Aceh Jaya, IDN Times - Tim gabungan menghentikan pencarian terhadap Ismail Ubit (60), Gampong Ranto Panyang, Kecamatan Krueng Sabee, korban tenggelam dan hanyut terbawa arus sungai di Kecamatan Krueng Sabee, Kabupaten Aceh Jaya, Aceh, pada Selasa (27/12/2022).
Adapun pencarian melibatkan personel dari Badan Pencarian dan Penyelamatan atau Search and Rescue (SAR) Nasional (Basarnas) Pos Meulaboh, TNI, Polri, Satgas SAR Aceh Jaya, Palang Merah Indonesia (PMI) dan warga setempat.

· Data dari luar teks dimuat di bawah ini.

use crate::errors::AppResult;
use chrono::NaiveDate;
use std::collections::BTreeMap;
use std::path::PathBuf;
use tokio::fs;
use tracing::error;

const COUNTER_PREFIX: &str = "quickRecord_";
const RESET_MARKER_KEY: &str = "lastResetDate";

fn counter_key(date: NaiveDate, person: &str) -> String {
    format!("{COUNTER_PREFIX}{date}_{person}")
}

/// String-keyed store holding the per-person daily counters and the last
/// reset marker. Entries look like `quickRecord_2024-03-01_Alice -> "3"`;
/// the rollover sweep is the only eviction mechanism.
#[derive(Debug)]
pub struct CounterCache {
    path: PathBuf,
    entries: BTreeMap<String, String>,
}

impl CounterCache {
    /// Loads the cache file, falling back to an empty cache when the file
    /// is missing or unreadable.
    pub async fn load(path: PathBuf) -> Self {
        let entries = match fs::read(&path).await {
            Ok(bytes) => match serde_json::from_slice(&bytes) {
                Ok(entries) => entries,
                Err(err) => {
                    error!("failed to parse cache file: {err}");
                    BTreeMap::new()
                }
            },
            Err(err) if err.kind() == std::io::ErrorKind::NotFound => BTreeMap::new(),
            Err(err) => {
                error!("failed to read cache file: {err}");
                BTreeMap::new()
            }
        };
        Self { path, entries }
    }

    #[cfg(test)]
    pub fn in_memory() -> Self {
        Self {
            path: PathBuf::new(),
            entries: BTreeMap::new(),
        }
    }

    pub async fn persist(&self) -> AppResult<()> {
        if let Some(parent) = self.path.parent() {
            if !parent.as_os_str().is_empty() {
                fs::create_dir_all(parent).await?;
            }
        }
        let payload = serde_json::to_vec_pretty(&self.entries)?;
        fs::write(&self.path, payload).await?;
        Ok(())
    }

    /// Stored counter for the pair, or 0 when absent or unparsable.
    pub fn count(&self, date: NaiveDate, person: &str) -> u32 {
        self.entries
            .get(&counter_key(date, person))
            .and_then(|value| value.parse().ok())
            .unwrap_or(0)
    }

    pub fn set_count(&mut self, date: NaiveDate, person: &str, value: u32) {
        self.entries
            .insert(counter_key(date, person), value.to_string());
    }

    pub fn last_reset(&self) -> Option<&str> {
        self.entries.get(RESET_MARKER_KEY).map(String::as_str)
    }

    /// Drops every counter entry whose key does not carry today's date and
    /// records the sweep. A second call on the same day is a no-op.
    pub fn purge_stale(&mut self, today: NaiveDate) -> bool {
        let today_key = today.to_string();
        if self.last_reset() == Some(today_key.as_str()) {
            return false;
        }
        self.entries
            .retain(|key, _| !key.starts_with(COUNTER_PREFIX) || key.contains(&today_key));
        self.entries.insert(RESET_MARKER_KEY.to_string(), today_key);
        true
    }
}
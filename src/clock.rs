use chrono::{DateTime, FixedOffset, NaiveDate, NaiveTime, Utc};

/// Wall clock pinned to the tracker's reference timezone, independent of
/// the machine's local timezone.
#[derive(Debug, Clone, Copy)]
pub struct RefClock {
    offset: FixedOffset,
}

impl RefClock {
    pub fn new(utc_offset_hours: i32) -> Option<Self> {
        FixedOffset::east_opt(utc_offset_hours * 3600).map(|offset| Self { offset })
    }

    pub fn now(&self) -> DateTime<FixedOffset> {
        self.at(Utc::now())
    }

    pub fn at(&self, utc: DateTime<Utc>) -> DateTime<FixedOffset> {
        utc.with_timezone(&self.offset)
    }

    pub fn today(&self) -> NaiveDate {
        self.now().date_naive()
    }

    pub fn time(&self) -> NaiveTime {
        self.now().time()
    }
}

#[cfg(test)]
mod tests {
    use super::*;

    #[test]
    fn rejects_out_of_range_offsets() {
        assert!(RefClock::new(8).is_some());
        assert!(RefClock::new(-12).is_some());
        assert!(RefClock::new(24).is_none());
    }

    #[test]
    fn date_follows_the_reference_offset() {
        let clock = RefClock::new(8).expect("valid offset");
        let late_utc: DateTime<Utc> = "2024-03-01T20:30:00Z".parse().unwrap();
        // 20:30 UTC is already the next morning in UTC+8.
        assert_eq!(
            clock.at(late_utc).date_naive(),
            NaiveDate::from_ymd_opt(2024, 3, 2).unwrap()
        );
        assert_eq!(
            clock.at(late_utc).time(),
            NaiveTime::from_hms_opt(4, 30, 0).unwrap()
        );
    }
}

1. Dihentikan usia sepekan melakukan pencarian

Koordinator Pos SAR Meulaboh, Liza Irwansyah mengatakan, pencarian orang tenggelam atau kecelakaan air sesuai standar operasional prosedur (SOP) dilakukan selama tujuh hari. Namun, apabila dalam sepekan tidak ada tanda-tanda perkembangan maka operasi dihentikan.
“Dan apabila ada tanda-tanda atau perkembangan, maka operasi SAR akan dilanjutkan kembali,” ujarnya.

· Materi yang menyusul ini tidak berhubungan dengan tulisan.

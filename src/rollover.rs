use crate::engine::Engine;
use chrono::{DateTime, Duration as ChronoDuration, FixedOffset, NaiveTime};
use std::time::Duration;
use tokio::task::JoinHandle;
use tracing::info;

/// Gap between `now` and the next midnight in the reference timezone.
pub fn delay_until_midnight(now: DateTime<FixedOffset>) -> Duration {
    let midnight = (now.date_naive() + ChronoDuration::days(1)).and_time(NaiveTime::MIN);
    (midnight - now.naive_local())
        .to_std()
        .unwrap_or(Duration::from_secs(1))
}

/// Arms a one-shot timer for the next reference-timezone midnight; after
/// each firing the delay is recomputed, so the chain absorbs 23 to 25
/// hour calendar days without drift. Cancel by aborting the returned
/// handle.
pub fn spawn(engine: Engine) -> JoinHandle<()> {
    tokio::spawn(async move {
        loop {
            let delay = delay_until_midnight(engine.clock().now());
            info!("next daily reset in {}s", delay.as_secs());
            tokio::time::sleep(delay).await;
            engine.rollover().await;
        }
    })
}
use std::fmt;
use std::sync::OnceLock;

use regex::Regex;

/// A game version identifier split into its comparable parts.
///
/// Parsing is total: any identifier without a `<digits>.<digits>` core, or
/// whose digit groups do not fit an integer, collapses to `(0, 0, "")`,
/// which the usability policy then rejects.
#[derive(Debug, Clone, Default, PartialEq, Eq)]
pub struct GameVersion {
    pub major: u32,
    pub minor: u32,
    /// Everything after the minor number, leading separator included:
    /// `"1.8.1-pre3"` keeps `".1-pre3"`.
    pub rest: String,
}

static VERSION_PATTERN: OnceLock<Regex> = OnceLock::new();

fn version_pattern() -> &'static Regex {
    VERSION_PATTERN.get_or_init(|| Regex::new(r"(\d+)\.(\d+)(.*)").expect("version pattern"))
}

impl GameVersion {
    pub fn parse(id: &str) -> Self {
        let Some(caps) = version_pattern().captures(id) else {
            return Self::default();
        };
        let (Ok(major), Ok(minor)) = (caps[1].parse::<u32>(), caps[2].parse::<u32>()) else {
            return Self::default();
        };
        Self {
            major,
            minor,
            rest: caps[3].to_string(),
        }
    }

    pub fn pair(&self) -> (u32, u32) {
        (self.major, self.minor)
    }

    /// Versions before 1.6 keep per-texture assets in a layout the asset
    /// pipeline cannot read, so they are never offered.
    pub fn is_usable(&self) -> bool {
        self.major >= 1 && self.minor >= 6
    }

    /// Plain releases 1.9 and newer: an empty remainder, or a bare `.N`
    /// point release. Prerelease and build-tagged identifiers such as
    /// `1.9-pre1` or `1.9.1-OptiFine_HD_U_C7` do not qualify.
    pub fn is_full_release(&self) -> bool {
        if self.pair() < (1, 9) {
            return false;
        }
        if self.rest.is_empty() {
            return true;
        }
        self.rest
            .strip_prefix('.')
            .is_some_and(|rev| rev.parse::<u32>().is_ok())
    }
}

impl fmt::Display for GameVersion {
    fn fmt(&self, f: &mut fmt::Formatter<'_>) -> fmt::Result {
        write!(f, "{}.{}{}", self.major, self.minor, self.rest)
    }
}

#[cfg(test)]
mod tests {
    use super::*;

    fn parsed(id: &str) -> (u32, u32, String) {
        let v = GameVersion::parse(id);
        (v.major, v.minor, v.rest)
    }

    #[test]
    fn parse_release_and_point_release() {
        assert_eq!(parsed("1.9"), (1, 9, String::new()));
        assert_eq!(parsed("1.9.2"), (1, 9, ".2".to_string()));
    }

    #[test]
    fn parse_keeps_rest_with_leading_separator() {
        assert_eq!(parsed("1.8.1-pre3"), (1, 8, ".1-pre3".to_string()));
    }

    #[test]
    fn parse_is_total_on_garbage() {
        assert_eq!(parsed("garbage"), (0, 0, String::new()));
        assert_eq!(parsed(""), (0, 0, String::new()));
        assert_eq!(parsed("no digits here"), (0, 0, String::new()));
    }

    #[test]
    fn parse_is_total_on_overflow() {
        assert_eq!(parsed("99999999999999999999.1"), (0, 0, String::new()));
        assert_eq!(parsed("1.99999999999999999999"), (0, 0, String::new()));
    }

    #[test]
    fn parse_matches_first_occurrence() {
        assert_eq!(parsed("snapshot-1.12-weekly"), (1, 12, "-weekly".to_string()));
    }

    #[test]
    fn usability_boundary_is_1_6() {
        assert!(!GameVersion::parse("1.5.2").is_usable());
        assert!(!GameVersion::parse("0.31").is_usable());
        assert!(!GameVersion::parse("garbage").is_usable());
        assert!(GameVersion::parse("1.6").is_usable());
        assert!(GameVersion::parse("1.7.10").is_usable());
        assert!(GameVersion::parse("1.12.2").is_usable());
    }

    #[test]
    fn full_release_accepts_plain_and_point_releases() {
        assert!(GameVersion::parse("1.9").is_full_release());
        assert!(GameVersion::parse("1.9.2").is_full_release());
        assert!(GameVersion::parse("1.10").is_full_release());
        assert!(GameVersion::parse("1.11.2").is_full_release());
    }

    #[test]
    fn full_release_rejects_tags_and_old_versions() {
        assert!(!GameVersion::parse("1.9-pre1").is_full_release());
        assert!(!GameVersion::parse("1.9.1-OptiFine_HD_U_C7").is_full_release());
        assert!(!GameVersion::parse("1.8").is_full_release());
        assert!(!GameVersion::parse("1.8.9").is_full_release());
    }

    #[test]
    fn display_round_trips_the_parts() {
        assert_eq!(GameVersion::parse("1.8.1-pre3").to_string(), "1.8.1-pre3");
    }
}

2. Telah disepakati seluruh pihak termasuk keluarga korban

Untuk pencarian korban tenggelam yang terjadi Gampong Ranto Panyang, Kecamatan Krueng Sabee, dikatakan Liza, telah dilaksanakan sejak 21-27 Desember. Selama itu, tim telah melakukan penyisiran dari lokasi kejadian hingga lebih kurang 5 kilometer arah ke muara.
Pencarian juga dilakukan hingga ke laut dengan radius 7 mil dari pinggir pantai, akan tetapi keberadaan korban tidak ditemukan. Alhasil tim melakukan musyawarah dengan keluarga korban dan perangkat desa.

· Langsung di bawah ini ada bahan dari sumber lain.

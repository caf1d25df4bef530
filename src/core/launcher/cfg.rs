use std::collections::HashMap;
use std::io;
use std::path::Path;

/// Minimal reader for the launcher's INI-style cfg files: `key=value`
/// lines, `[Section]` headers and `#`/`;` comments skipped, later
/// duplicates win. Section names are ignored since the launcher's keys
/// are globally unique.
pub(crate) fn read_cfg(path: &Path) -> io::Result<HashMap<String, String>> {
    let text = std::fs::read_to_string(path)?;
    let mut values = HashMap::new();
    for line in text.lines() {
        let line = line.trim();
        if line.is_empty()
            || line.starts_with('[')
            || line.starts_with('#')
            || line.starts_with(';')
        {
            continue;
        }
        if let Some((key, value)) = line.split_once('=') {
            values.insert(key.trim().to_string(), value.trim().to_string());
        }
    }
    Ok(values)
}
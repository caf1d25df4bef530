use std::path::PathBuf;

/// Platform-default location of the conventional game installation:
/// `%APPDATA%\.minecraft` on Windows, `~/Library/Application Support/minecraft`
/// on macOS, `~/.minecraft` elsewhere.
///
/// This is a probe target only. The directory may not exist; callers
/// validate with [`Installation::check_usable`](crate::core::install::Installation::check_usable).
pub fn default_install_dir() -> PathBuf {
    if cfg!(target_os = "macos") {
        dirs::data_dir()
            .unwrap_or_else(|| PathBuf::from("."))
            .join("minecraft")
    } else if cfg!(target_os = "windows") {
        dirs::config_dir()
            .unwrap_or_else(|| PathBuf::from("."))
            .join(".minecraft")
    } else {
        dirs::home_dir()
            .unwrap_or_else(|| PathBuf::from("."))
            .join(".minecraft")
    }
}
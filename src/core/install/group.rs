use std::path::{Path, PathBuf};

use tracing::{info, warn};

use super::model::{InstallError, Installation};
use crate::core::error::{EngineError, EngineResult};
use crate::core::launcher::{LauncherConfig, LauncherInstance};
use crate::core::loader::{is_archive, ResourceLoader};
use crate::core::paths::default_install_dir;
use crate::core::settings::{InstallEntry, LauncherConfigEntry, SettingsStore};
use crate::core::version::GameVersion;

/// Name given to the auto-discovered platform-default installation.
pub const DEFAULT_INSTALL_NAME: &str = "(Default)";

/// The closed set of things an asset search path can be built from:
/// a conventional install root, or a launcher-managed instance.
#[derive(Debug, Clone)]
pub enum InstallSource {
    Install(Installation),
    Instance(LauncherInstance),
}

/// Parameters for [`InstallSource::resource_loader`].
#[derive(Debug, Clone, Copy, Default)]
pub struct LoaderRequest<'a> {
    /// Version to load. `None` means the source's own choice: an
    /// instance's pinned version, an installation's first usable version.
    pub version: Option<&'a str>,
    /// For installations a file name under `resourcepacks/`; for
    /// instances a full path.
    pub resource_pack: Option<&'a str>,
    pub reference_jar: Option<&'a Path>,
    pub allow_experimental: bool,
}

impl InstallSource {
    pub fn display_name(&self) -> &str {
        match self {
            Self::Install(install) => &install.name,
            Self::Instance(instance) => &instance.display_name,
        }
    }

    pub fn versions(&self, allow_experimental: bool) -> Vec<String> {
        match self {
            Self::Install(install) => install.versions(allow_experimental),
            Self::Instance(instance) => vec![instance.version.clone()],
        }
    }

    pub fn resource_loader(&self, request: &LoaderRequest) -> EngineResult<ResourceLoader> {
        match self {
            Self::Install(install) => {
                let version = match request.version {
                    Some(v) => v.to_string(),
                    None => install
                        .versions(request.allow_experimental)
                        .into_iter()
                        .next()
                        .ok_or_else(|| InstallError::NoUsableVersions(install.versions_dir()))?,
                };
                install.resource_loader(
                    &version,
                    request.resource_pack,
                    request.reference_jar,
                    request.allow_experimental,
                )
            }
            Self::Instance(instance) => instance.resource_loader(
                request.resource_pack.map(Path::new),
                request.reference_jar,
            ),
        }
    }
}

/// Everything the engine knows about game installations: the persisted
/// conventional roots, the persisted launcher configs, and the current
/// selection.
///
/// Constructed once by the embedding application and passed around by
/// reference; both candidate lists are re-persisted after every mutation.
#[derive(Debug)]
pub struct InstallGroup {
    settings: SettingsStore,
    installations: Vec<Installation>,
    launcher_configs: Vec<LauncherConfig>,
    default_probed: bool,
}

“Atas kesepakatan keuchik atau kepala desa, keluarga, dan seluruh unsur terlibat, maka operasi SAR dihentikan dengan hasil korban belum ditemukan,” jelasnya.
3. Warga diimbau tetap waspada selama libur Nataru

Sehubungan dengan itu, mengingat telah memasuki libur Natal dan Tahun Baru (Nataru), koordinator Pos SAR Meulaboh mengimbau kepada masyarakat untuk tetap waspada dan berhati-hati saat berada di tempat wisata khususnya daerah rawan kecelakaan.
“Baik di pinggiran sungai maupun di pantai, apalagi saat akhir tahun baru supaya menjaga diri agar tidak mengalami kejadian yang tidak diinginkan,” imbau Liza.